* _Material for this exercise_
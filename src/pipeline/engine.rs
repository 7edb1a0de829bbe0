//! Pipeline Engine - per-date orchestration of the three stages
//!
//! ## Architecture
//!
//! ```text
//! FlatFileSource::open(date)
//!     ↓ (spawn_blocking, stage timeout, cancel flag)
//! TradeAggregator::aggregate()
//!     ↓ RecordStore::upsert_daily_aggregates   (one transaction)
//! BaselineBuilder::build_for_date()
//!     ↓ RecordStore::upsert_baselines          (one transaction)
//! AnomalyScorer::score()
//!     ↓ RecordStore::upsert_anomalies          (one transaction)
//! DateReport
//! ```
//!
//! Every stage computes its full result before writing anything, so a
//! failure, timeout or cancellation leaves the store exactly as it was for
//! that stage. Re-running a date overwrites by `(ticker, date)`.

use crate::aggregator_core::{
    AggregateOutput, AggregateStats, FlatFileSource, HttpFlatFiles, LocalFlatFiles, S3FlatFiles, TradeAggregator,
};
use crate::cancel::CancelFlag;
use crate::config::PipelineConfig;
use crate::detector::{AnomalyScorer, BaselineBuilder};
use crate::error::{PipelineError, Result};
use crate::store::{RecordStore, SqliteRecordStore};
use crate::types::{AnomalyEntry, BaselineEntry, FileKind};
use chrono::NaiveDate;
use serde::Serialize;
use std::collections::HashMap;
use std::future::Future;
use std::sync::Arc;
use std::time::Instant;

/// Outcome of processing one date
///
/// A failed date carries zero counts and the error message.
#[derive(Debug, Clone, Default, PartialEq, Serialize)]
pub struct DateReport {
    pub date: Option<NaiveDate>,
    pub aggregates: usize,
    pub baselines: usize,
    pub insufficient_history: usize,
    pub anomalies: usize,
    pub pruned: usize,
    pub rows_read: u64,
    pub rows_malformed: u64,
    pub error: Option<String>,
}

impl DateReport {
    fn new(date: NaiveDate) -> Self {
        Self {
            date: Some(date),
            ..Self::default()
        }
    }

    pub fn failed(date: NaiveDate, err: &PipelineError) -> Self {
        Self {
            error: Some(err.to_string()),
            ..Self::new(date)
        }
    }

    pub fn is_ok(&self) -> bool {
        self.error.is_none()
    }
}

/// Result of the baseline stage for one date
#[derive(Debug, Clone, Default, PartialEq)]
pub struct BaselineOutcome {
    pub entries: Vec<BaselineEntry>,
    pub insufficient_history: usize,
}

/// Result of the detection stage for one date
#[derive(Debug, Clone, Default, PartialEq)]
pub struct DetectionOutcome {
    pub anomalies: Vec<AnomalyEntry>,
    pub pruned: usize,
}

pub struct PipelineEngine {
    store: Arc<dyn RecordStore>,
    source: Arc<dyn FlatFileSource>,
    config: PipelineConfig,
    aggregator: Arc<TradeAggregator>,
    baselines: BaselineBuilder,
    scorer: AnomalyScorer,

    /// Root flag; each aggregation run gets a child of it
    cancel: CancelFlag,
}

impl PipelineEngine {
    pub fn new(store: Arc<dyn RecordStore>, source: Arc<dyn FlatFileSource>, config: PipelineConfig) -> Self {
        let aggregator = TradeAggregator::new(config.aggregate_workers, config.aggregate_batch_rows);
        let baselines = BaselineBuilder::new(config.lookback_days, config.baseline_window);
        let scorer = AnomalyScorer::new(config.z_score_threshold);

        Self {
            store,
            source,
            config,
            aggregator: Arc::new(aggregator),
            baselines,
            scorer,
            cancel: CancelFlag::new(),
        }
    }

    /// Wire the SQLite store and the configured flat file source
    ///
    /// S3 credentials select the bucket source, then `FLATFILE_BASE_URL`
    /// selects the HTTP source; otherwise files are read from the local
    /// mirror under `FLATFILE_ROOT`.
    pub fn from_config(config: PipelineConfig) -> Result<Self> {
        config.validate()?;

        let store: Arc<dyn RecordStore> = Arc::new(SqliteRecordStore::open(&config.db_path)?);
        let source: Arc<dyn FlatFileSource> = match (&config.flatfile_s3, &config.flatfile_base_url) {
            (Some(s3), _) => Arc::new(S3FlatFiles::new(s3)?),
            (None, Some(url)) => Arc::new(HttpFlatFiles::new(url.clone(), config.flatfile_token.clone())?),
            (None, None) => Arc::new(LocalFlatFiles::new(config.flatfile_root.clone())),
        };

        log::info!("🔧 Flat file source: {}", source.describe());
        Ok(Self::new(store, source, config))
    }

    pub fn config(&self) -> &PipelineConfig {
        &self.config
    }

    pub fn store(&self) -> Arc<dyn RecordStore> {
        Arc::clone(&self.store)
    }

    /// Handle that stops all in-flight and future work of this engine
    pub fn cancel_flag(&self) -> CancelFlag {
        self.cancel.clone()
    }

    pub fn file_kind(&self) -> FileKind {
        if self.config.use_trades_files {
            FileKind::Trades
        } else {
            FileKind::DayAggs
        }
    }

    /// Stage 1: aggregate the date's flat file and persist the bars
    ///
    /// An empty file writes nothing and is not an error.
    pub async fn aggregate(&self, date: NaiveDate) -> Result<AggregateOutput> {
        let output = self.compute_aggregates(date).await?;
        if output.is_empty() {
            return Ok(output);
        }

        let rows = output.clone().into_sorted();
        self.with_timeout("persist aggregates", self.store.upsert_daily_aggregates(&rows))
            .await??;

        log::info!("💾 {} daily aggregates stored for {}", rows.len(), date);
        Ok(output)
    }

    /// Decode and fold the date's file without touching the store
    pub async fn compute_aggregates(&self, date: NaiveDate) -> Result<AggregateOutput> {
        self.ensure_not_cancelled()?;

        let kind = self.file_kind();
        let run = self.cancel.child();
        let started = Instant::now();

        let work = self.open_and_fold(date, kind, run.clone());

        let secs = self.config.stage_timeout_secs;
        let output = match tokio::time::timeout(std::time::Duration::from_secs(secs), work).await {
            Ok(result) => result?,
            Err(_) => {
                run.cancel();
                log::warn!("⏱️  Aggregation for {} exceeded {}s, cancelled", date, secs);
                return Err(PipelineError::Timeout {
                    stage: "aggregate",
                    secs,
                });
            }
        };

        log::debug!(
            "⚡ Aggregated {} in {:.2}s ({} tickers)",
            date,
            started.elapsed().as_secs_f64(),
            output.stats.tickers
        );
        Ok(output)
    }

    async fn open_and_fold(&self, date: NaiveDate, kind: FileKind, run: CancelFlag) -> Result<AggregateOutput> {
        let stream = self.source.open(date, kind).await?;
        let aggregator = Arc::clone(&self.aggregator);
        let filter = self.config.filter;

        tokio::task::spawn_blocking(move || aggregator.aggregate(date, kind, stream, &filter, &run))
            .await
            .map_err(|e| PipelineError::Worker(e.to_string()))?
    }

    /// Stage 2: rebuild baselines for `date` from stored history
    ///
    /// Only the entry for `date` is written per ticker. Tickers short of
    /// `lookback_days` records are counted and skipped.
    pub async fn build_baselines(&self, date: NaiveDate) -> Result<BaselineOutcome> {
        self.ensure_not_cancelled()?;

        let history = self
            .with_timeout(
                "load history",
                self.store.list_recent_daily_aggregates(date, self.config.history_records()),
            )
            .await??;

        let (entries, insufficient_history) = self.baselines.build_for_date(date, history);

        if !entries.is_empty() {
            self.with_timeout("persist baselines", self.store.upsert_baselines(&entries))
                .await??;
        }

        log::info!(
            "📐 {} baselines for {} ({} tickers with insufficient history)",
            entries.len(),
            date,
            insufficient_history
        );

        Ok(BaselineOutcome {
            entries,
            insufficient_history,
        })
    }

    /// Stage 3: score the date's aggregates against its baselines
    pub async fn detect_anomalies(&self, date: NaiveDate) -> Result<DetectionOutcome> {
        self.ensure_not_cancelled()?;

        let aggregates = self
            .with_timeout("load aggregates", self.store.list_daily_aggregates_for_date(date))
            .await??;
        let baselines: HashMap<String, BaselineEntry> = self
            .with_timeout("load baselines", self.store.list_baselines_for_date(date))
            .await??
            .into_iter()
            .map(|b| (b.ticker.clone(), b))
            .collect();

        let anomalies = self.scorer.score(date, &aggregates, &baselines);

        if !anomalies.is_empty() {
            self.with_timeout("persist anomalies", self.store.upsert_anomalies(&anomalies))
                .await??;
        }

        let mut pruned = 0;
        if self.config.prune_stale_anomalies {
            let keep: Vec<String> = anomalies.iter().map(|a| a.ticker.clone()).collect();
            pruned = self
                .with_timeout("prune anomalies", self.store.delete_anomalies_except(date, &keep))
                .await??;
            if pruned > 0 {
                log::info!("🧹 Pruned {} stale anomalies for {}", pruned, date);
            }
        }

        log::info!(
            "🚨 {} anomalies for {} (z > {:.1}, {} scored)",
            anomalies.len(),
            date,
            self.scorer.threshold(),
            baselines.len()
        );

        Ok(DetectionOutcome { anomalies, pruned })
    }

    /// Run all three stages for one date
    ///
    /// Never returns an error: a failure is folded into the report.
    pub async fn run_date(&self, date: NaiveDate) -> DateReport {
        match self.try_run_date(date).await {
            Ok(report) => report,
            Err(e) => {
                log::error!("❌ {} failed: {} (retryable: {})", date, e, e.is_retryable());
                DateReport::failed(date, &e)
            }
        }
    }

    pub async fn try_run_date(&self, date: NaiveDate) -> Result<DateReport> {
        log::info!("📅 Processing {}", date);
        let output = self.aggregate(date).await?;
        self.finish_date(date, &output.stats, output.aggregates.len()).await
    }

    /// Baselines and detection for a date whose aggregation already ran
    pub(crate) async fn finish_date(
        &self,
        date: NaiveDate,
        stats: &AggregateStats,
        aggregates: usize,
    ) -> Result<DateReport> {
        let mut report = DateReport::new(date);
        report.rows_read = stats.rows_read;
        report.rows_malformed = stats.rows_malformed;
        report.aggregates = aggregates;

        if aggregates == 0 {
            log::info!("📭 No aggregates for {}, skipping baselines and detection", date);
            return Ok(report);
        }

        let baselines = self.build_baselines(date).await?;
        report.baselines = baselines.entries.len();
        report.insufficient_history = baselines.insufficient_history;

        let detection = self.detect_anomalies(date).await?;
        report.anomalies = detection.anomalies.len();
        report.pruned = detection.pruned;

        log::info!(
            "✅ {} done: {} aggregates, {} baselines, {} anomalies",
            date,
            report.aggregates,
            report.baselines,
            report.anomalies
        );
        Ok(report)
    }

    pub async fn list_anomalies(&self, date: NaiveDate, min_z: f64) -> Result<Vec<AnomalyEntry>> {
        Ok(self.store.list_anomalies(date, min_z).await?)
    }

    fn ensure_not_cancelled(&self) -> Result<()> {
        if self.cancel.is_cancelled() {
            return Err(PipelineError::Cancelled);
        }
        Ok(())
    }

    async fn with_timeout<F: Future>(&self, stage: &'static str, fut: F) -> Result<F::Output> {
        let secs = self.config.stage_timeout_secs;
        tokio::time::timeout(std::time::Duration::from_secs(secs), fut)
            .await
            .map_err(|_| PipelineError::Timeout { stage, secs })
    }
}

* _Task brief_
Every line above in which the word "usize" occurs is to be copied.

* _Output for this exercise_
    pub aggregates: usize,
    pub baselines: usize,
    pub insufficient_history: usize,
    pub anomalies: usize,
    pub pruned: usize,
    pub insufficient_history: usize,
    pub pruned: usize,
        aggregates: usize,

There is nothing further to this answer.